Obama Shortens Dozens More Federal Drug Sentences. Many Would Have Died Behind Bars.

Friday's announcement brings his total to 944.
Kevin Lamarque / Reuters

WASHINGTON ― President Barack Obama on Friday granted commutations to 72 additional federal prisoners who had been given long sentences for drug charges. More than a dozen had previously been sentenced to life in prison, meaning they were expecting to die behind bars.

Obama has now granted clemency to 944 people over the course of his presidency, including 324 people who had life sentences. Experts believe there are roughly 1,500 federal prisoners who met the criteria that the Obama administration laid out as part of a clemency initiative meant to reduce lengthy federal drug sentences.

White House Counsel Neil Eggleston said Friday that Obama’s actions were “unprecedented in the modern era” and showed he was “committed to reinvigorating the clemency authority, demonstrating that our nation is a nation of second chances, where mistakes from the past will not deprive deserving individuals of the opportunity to rejoin society and contribute to their families and communities.”

Under Obama’s announcement on Friday, several of the prisoners will now be released in 2017 and 2018, while others still have many years left behind bars before their prison terms expire.
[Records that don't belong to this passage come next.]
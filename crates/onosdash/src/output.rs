//! Output formatting: table, JSON, YAML, plain.
//!
//! Renders data in the format selected by `--output`. Table uses `tabled`,
//! structured formats use serde, plain emits one identifier per line.

use std::io::{self, IsTerminal, Write};

use owo_colors::OwoColorize;
use tabled::{Table, Tabled, settings::Style};

use crate::cli::{ColorMode, OutputFormat};
use crate::error::CliError;

// ── Color helpers ────────────────────────────────────────────────────

/// Determine whether color output should be enabled.
pub fn should_color(mode: ColorMode) -> bool {
    match mode {
        ColorMode::Always => true,
        ColorMode::Never => false,
        ColorMode::Auto => io::stdout().is_terminal() && std::env::var_os("NO_COLOR").is_none(),
    }
}

/// Status coloring that collapses to plain text when color is off.
#[derive(Debug, Clone, Copy)]
pub struct Palette {
    enabled: bool,
}

impl Palette {
    pub fn new(mode: ColorMode) -> Self {
        Self {
            enabled: should_color(mode),
        }
    }

    pub fn good(self, text: &str) -> String {
        if self.enabled {
            text.green().bold().to_string()
        } else {
            text.to_owned()
        }
    }

    pub fn bad(self, text: &str) -> String {
        if self.enabled {
            text.red().bold().to_string()
        } else {
            text.to_owned()
        }
    }

    pub fn warn(self, text: &str) -> String {
        if self.enabled {
            text.yellow().to_string()
        } else {
            text.to_owned()
        }
    }

    pub fn dim(self, text: &str) -> String {
        if self.enabled {
            text.dimmed().to_string()
        } else {
            text.to_owned()
        }
    }

    /// `yes` in green or `no` in red.
    pub fn flag(self, value: bool) -> String {
        if value { self.good("yes") } else { self.bad("no") }
    }
}

// ── Render dispatchers ───────────────────────────────────────────────

/// Render a list of serde-serializable + tabled items in the chosen format.
///
/// - `table`: uses the `Tabled` derive to build a pretty table
/// - `json` / `json-compact`: serializes the original data via serde
/// - `yaml`: serializes via serde_yaml
/// - `plain`: calls `id_fn` on each item to emit one identifier per line
pub fn render_list<T, R>(
    format: OutputFormat,
    data: &[T],
    to_row: impl Fn(&T) -> R,
    id_fn: impl Fn(&T) -> String,
) -> Result<String, CliError>
where
    T: serde::Serialize,
    R: Tabled,
{
    match format {
        OutputFormat::Table => {
            let rows: Vec<R> = data.iter().map(to_row).collect();
            Ok(render_table(&rows))
        }
        OutputFormat::Json => render_json(data, false),
        OutputFormat::JsonCompact => render_json(data, true),
        OutputFormat::Yaml => render_yaml(data),
        OutputFormat::Plain => Ok(data.iter().map(&id_fn).collect::<Vec<_>>().join("\n")),
    }
}

/// Render a single serde-serializable item in the chosen format.
///
/// Table rendering uses `detail_fn`, since single-item views are
/// key/value listings rather than tables.
pub fn render_single<T>(
    format: OutputFormat,
    data: &T,
    detail_fn: impl Fn(&T) -> String,
    id_fn: impl Fn(&T) -> String,
) -> Result<String, CliError>
where
    T: serde::Serialize + ?Sized,
{
    match format {
        OutputFormat::Table => Ok(detail_fn(data)),
        OutputFormat::Json => render_json(data, false),
        OutputFormat::JsonCompact => render_json(data, true),
        OutputFormat::Yaml => render_yaml(data),
        OutputFormat::Plain => Ok(id_fn(data)),
    }
}

/// Print the rendered output to stdout, respecting quiet mode.
pub fn print_output(output: &str, quiet: bool) {
    if quiet || output.is_empty() {
        return;
    }
    let mut stdout = io::stdout().lock();
    let _ = writeln!(stdout, "{output}");
}

/// Aligned `Label: value` lines for detail views.
pub fn detail_lines(pairs: &[(&str, String)]) -> String {
    let width = pairs.iter().map(|(label, _)| label.len()).max().unwrap_or(0) + 1;
    pairs
        .iter()
        .map(|(label, value)| format!("{:<width$} {value}", format!("{label}:")))
        .collect::<Vec<_>>()
        .join("\n")
}

/// `-` for absent optional values.
pub fn or_dash(value: Option<&str>) -> String {
    value.unwrap_or("-").to_owned()
}

// ── Format-specific renderers ────────────────────────────────────────

fn render_table<R: Tabled>(rows: &[R]) -> String {
    Table::new(rows).with(Style::rounded()).to_string()
}

pub(crate) fn render_json<T: serde::Serialize + ?Sized>(
    data: &T,
    compact: bool,
) -> Result<String, CliError> {
    let rendered = if compact {
        serde_json::to_string(data)
    } else {
        serde_json::to_string_pretty(data)
    };
    rendered.map_err(|e| CliError::Serialize(e.to_string()))
}

fn render_yaml<T: serde::Serialize + ?Sized>(data: &T) -> Result<String, CliError> {
    serde_yaml::to_string(data).map_err(|e| CliError::Serialize(e.to_string()))
}

#[cfg(test)]
#[allow(clippy::unwrap_used)]
mod tests {
    use serde_json::json;

    use super::*;

    #[derive(Tabled)]
    struct Row {
        #[tabled(rename = "ID")]
        id: String,
    }

    #[test]
    fn plain_emits_one_id_per_line() {
        let data = vec![json!({ "id": "of:1" }), json!({ "id": "of:2" })];
        let out = render_list(
            OutputFormat::Plain,
            &data,
            |v| Row {
                id: v["id"].as_str().unwrap_or_default().into(),
            },
            |v| v["id"].as_str().unwrap_or_default().into(),
        )
        .unwrap();
        assert_eq!(out, "of:1\nof:2");
    }

    #[test]
    fn json_compact_is_single_line() {
        let data = vec![json!({ "id": "of:1" })];
        let out = render_list(
            OutputFormat::JsonCompact,
            &data,
            |_| Row { id: String::new() },
            |_| String::new(),
        )
        .unwrap();
        assert_eq!(out, r#"[{"id":"of:1"}]"#);
    }

    #[test]
    fn table_has_header() {
        let data = vec![json!({ "id": "of:1" })];
        let out = render_list(
            OutputFormat::Table,
            &data,
            |v| Row {
                id: v["id"].as_str().unwrap_or_default().into(),
            },
            |_| String::new(),
        )
        .unwrap();
        assert!(out.contains("ID"));
        assert!(out.contains("of:1"));
    }

    #[test]
    fn detail_lines_align_values() {
        let out = detail_lines(&[("ID", "of:1".into()), ("Available", "yes".into())]);
        assert_eq!(out, "ID:        of:1\nAvailable: yes");
    }

    #[test]
    fn palette_without_color_is_plain() {
        let palette = Palette::new(ColorMode::Never);
        assert_eq!(palette.good("ok"), "ok");
        assert_eq!(palette.flag(false), "no");
    }
}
As The Huffington Post has reported, the Obama administration’s clemency initiative has fallen short of expectations:

While the number of commutations granted during the Obama administration are historic, many advocates had hoped that thousands of individuals would be granted clemency under the initiative, which is aimed at shortening lengthy drug sentences that were often a result of federal mandatory minimums. Former Attorney General Eric Holder has said he expected as many as 10,000 prisoners to be granted clemency. Rachel Barkow, a New York University professor, told The Huffington Post that around 1,500 federal prisoners met the criteria that the Obama administration laid out for the initiative.

But the development is certainly welcome to the 72 people who had their sentences shortened on Friday, especially those who were expected to die behind bars. HuffPost reported on how some of them reacted to learning they would regain their freedom:

Jason Hernandez, whose life sentence was commuted in 2013, told HuffPost that he’d been worried he’d find out a family member had died when he was summoned to the warden’s office. Instead, he was told the good news.

“I started crying right there, I started shaking,” Hernandez said. “I still couldn’t believe it. I asked, could you show me on the computer where it says this, because maybe somebody is playing a hoax on us, on you? I said, I don’t think this is true. The lady looked it up, and it said I had 20 years. I had a release date.”

But Hernandez had expected the moment to be more joyful. He had imagined jumping, hollering, dancing and singing. In reality, his heart raced. He had trouble breathing. Guilt sank in.

“There’s more inmates like me, probably more deserving than me, who didn’t believe that such things could happen,” Hernandez said. “When I received my reduction, I couldn’t even look at the guys no more, I just felt bad for them. I couldn’t look at them in the eyes. I told them that, look, when I get out there, I’m not going to stop fighting, I’m going to continue doing what I’m doing.”

When they’re released, former prisoners have to adjust to a world that looks very different from the one they left.

Stephanie George, who was sentenced to life in prison in a drug case, said she was so confused by Facebook that she set up five different accounts, not realizing that she was creating an entirely new page each time and not just signing in. Norman Brown, whose life sentence was commuted last summer, joked that he was used to cellphones “as big as computers” when he was first arrested.

Reynolds Wintersmith, who was sentenced to life in prison on a crack charge when he was still a teenager, said he was amazed to see how many people were staring at their smartphones on the street. “You know how much you missing?” he asked.

Cynthia W. Roseberry, project manager for Clemency Project 2014, an independent effort to sort through and prioritize clemency petitions, said staffers’ “hearts fill with joy” for those whose sentences had been commuted.

“The Obama administration has said it was committed to ever more grants, and it seems quite clear that the President’s actions are matching his words,” she said in a release. “None of the work of Clemency Project 2014 to provide pro bono attorneys to thousands of prisoners would be possible without the overwhelming commitment of the bar to step up and volunteer to help these worthy applicants.”